4) Documentos (art. 525)
- Mencionar que, em homenagem ao art. 525, o agravante juntou as cópias do processo. No caso de não ter tirado cópia integral do processo, relacionar os documentos que seguem em anexo.

Art. 525. A petição de agravo de instrumento será instruída:
I - obrigatoriamente, com cópias (1) da decisão agravada, (2) da certidão da respectiva intimação (= cópia da publicação; serve para verificar a tempestividade) e (3) das procurações outorgadas aos advogados do agravante e do agravado
 Sabemos que, no curso do processo, além da procuração do advogado inicialmente constituído, poderá haver subestabelecimentos. É preciso que se junte toda essa sequência (seja subestabelecimento com, seja sem reserva de poderes)

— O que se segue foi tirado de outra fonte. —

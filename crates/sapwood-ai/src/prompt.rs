//! Prompt templates for summarization
//!
//! Dependency context is built only from already-produced summaries: name,
//! kind and the one-line short form. Raw source of dependencies never
//! reaches a prompt.

use sapwood_core::{Entity, EntityKind, EntityStore, Summary, WorkspaceType};
use std::collections::BTreeSet;

/// Size limits applied while building prompts.
#[derive(Debug, Clone, Copy, PartialEq, Eq)]
pub struct PromptLimits {
    pub max_dependencies: usize,
    pub max_summary_chars: usize,
    pub max_content_chars: usize,
}

impl Default for PromptLimits {
    fn default() -> Self {
        PromptLimits {
            max_dependencies: 12,
            max_summary_chars: 200,
            max_content_chars: 6000,
        }
    }
}

/// Short form of one dependency as shown to the model.
#[derive(Debug, Clone, PartialEq, Eq)]
pub struct ContextItem {
    pub name: String,
    pub kind: EntityKind,
    pub summary: String,
}

/// Repository-level facts for the architecture prompt.
#[derive(Debug, Clone, Default)]
pub struct ProjectContext {
    pub name: String,
    pub workspace: Option<WorkspaceType>,
}

/// Context items for `entity_id`: one per distinct dependency that already
/// has a summary, ordered by id and capped at `limits.max_dependencies`.
pub fn dependency_context(
    store: &EntityStore,
    entity_id: &str,
    produced: impl Fn(&str) -> Option<Summary>,
    limits: &PromptLimits,
) -> Vec<ContextItem> {
    let dependencies: BTreeSet<String> = store
        .dependencies_of(entity_id)
        .into_iter()
        .map(|(id, _)| id)
        .filter(|id| id != entity_id)
        .collect();
    dependencies
        .iter()
        .filter_map(|id| {
            let entity = store.entity(id)?;
            let summary = produced(id.as_str())?;
            Some(ContextItem {
                name: entity.name.clone(),
                kind: entity.kind(),
                summary: truncate(&summary.summary, limits.max_summary_chars),
            })
        })
        .take(limits.max_dependencies)
        .collect()
}

pub const ENTITY_SYSTEM_PROMPT: &str = r#"You are a senior engineer documenting a codebase. You summarize one code entity at a time.

Rules:
1. Describe what the entity does and why a caller would use it, not how each line works
2. Use the dependency summaries as ground truth for what called code does
3. Keep "summary" to one sentence of at most 25 words
4. Return only valid JSON in the requested format"#;

pub const MODULE_SYSTEM_PROMPT: &str = r#"You are a senior engineer documenting a codebase. You summarize a module (one directory) from the summaries of its members.

Return only valid JSON in the requested format. Keep "summary" to one sentence."#;

pub const ARCHITECTURE_SYSTEM_PROMPT: &str = r#"You are a software architect. You describe the overall architecture of a repository from the summaries of its modules.

Return only valid JSON in the requested format. Keep "summary" to one or two sentences."#;

const RESPONSE_FORMAT: &str = r#"Return a JSON object:
{
  "summary": "One-line summary",
  "description": "A short paragraph",
  "responsibilities": ["responsibility", "..."]
}"#;

/// Generate a prompt for one entity.
pub fn entity_prompt(entity: &Entity, context: &[ContextItem], limits: &PromptLimits) -> String {
    let mut prompt = String::new();
    prompt.push_str(&format!("Summarize this {}.\n\n", entity.kind()));
    prompt.push_str(&format!("Name: {}\n", entity.name));
    prompt.push_str(&format!("Kind: {}\n", entity.kind()));
    prompt.push_str(&format!("Language: {}\n", entity.language.as_str()));
    prompt.push_str(&format!(
        "Location: {}:{}-{}\n",
        entity.file_path().display(),
        entity.location.line_start,
        entity.location.line_end
    ));
    if let Some(signature) = entity.detail.signature() {
        prompt.push_str(&format!("Signature: {}\n", signature));
    }
    if let Some(doc) = entity.docstring.as_deref().filter(|d| !d.trim().is_empty()) {
        let doc = doc.split_whitespace().collect::<Vec<_>>().join(" ");
        prompt.push_str(&format!("Docstring: {}\n", truncate(&doc, limits.max_summary_chars)));
    }

    prompt.push_str("\nDependencies (already summarized):\n");
    push_items(&mut prompt, context);

    prompt.push_str(&format!(
        "\nSource:\n```{}\n{}\n```\n\n{}",
        entity.language.as_str(),
        truncate(&entity.content, limits.max_content_chars),
        RESPONSE_FORMAT
    ));
    prompt
}

/// Generate a prompt for one module from its members' short forms.
pub fn module_prompt(label: &str, members: &[ContextItem]) -> String {
    let mut prompt = format!("Summarize this module.\n\nName: {}\nKind: module\n\nMembers:\n", label);
    push_items(&mut prompt, members);
    prompt.push('\n');
    prompt.push_str(RESPONSE_FORMAT);
    prompt
}

/// Generate the architecture prompt from module summaries `(label, summary)`.
pub fn architecture_prompt(project: &ProjectContext, modules: &[(String, String)]) -> String {
    let mut prompt = format!(
        "Describe the architecture of this repository.\n\nName: {}\nKind: architecture\n",
        project.name
    );
    if let Some(workspace) = project.workspace {
        prompt.push_str(&format!("Project type: {}\n", workspace));
    }
    prompt.push_str("\nModules:\n");
    if modules.is_empty() {
        prompt.push_str("- none\n");
    }
    for (label, summary) in modules {
        prompt.push_str(&format!("- {}: {}\n", label, summary));
    }
    prompt.push('\n');
    prompt.push_str(RESPONSE_FORMAT);
    prompt
}

fn push_items(prompt: &mut String, items: &[ContextItem]) {
    if items.is_empty() {
        prompt.push_str("- none\n");
    }
    for item in items {
        prompt.push_str(&format!("- {} ({}): {}\n", item.name, item.kind, item.summary));
    }
}

/// Cut `text` to at most `max_chars` characters, marking the cut.
pub fn truncate(text: &str, max_chars: usize) -> String {
    match text.char_indices().nth(max_chars) {
        Some((cut, _)) => format!("{}…", &text[..cut]),
        None => text.to_string(),
    }
}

II - facultativamente, com outras peças que o agravante entender úteis.
 Ex: Cópia da petição inicial, contestação, ata de audiência, depoimento testemunhal.
 Muitas vezes, os advogados tiram cópia integral do processo. Cuidado porque os Desembargadores podem não ficar satisfeitos com agravos de instrumento volumosos.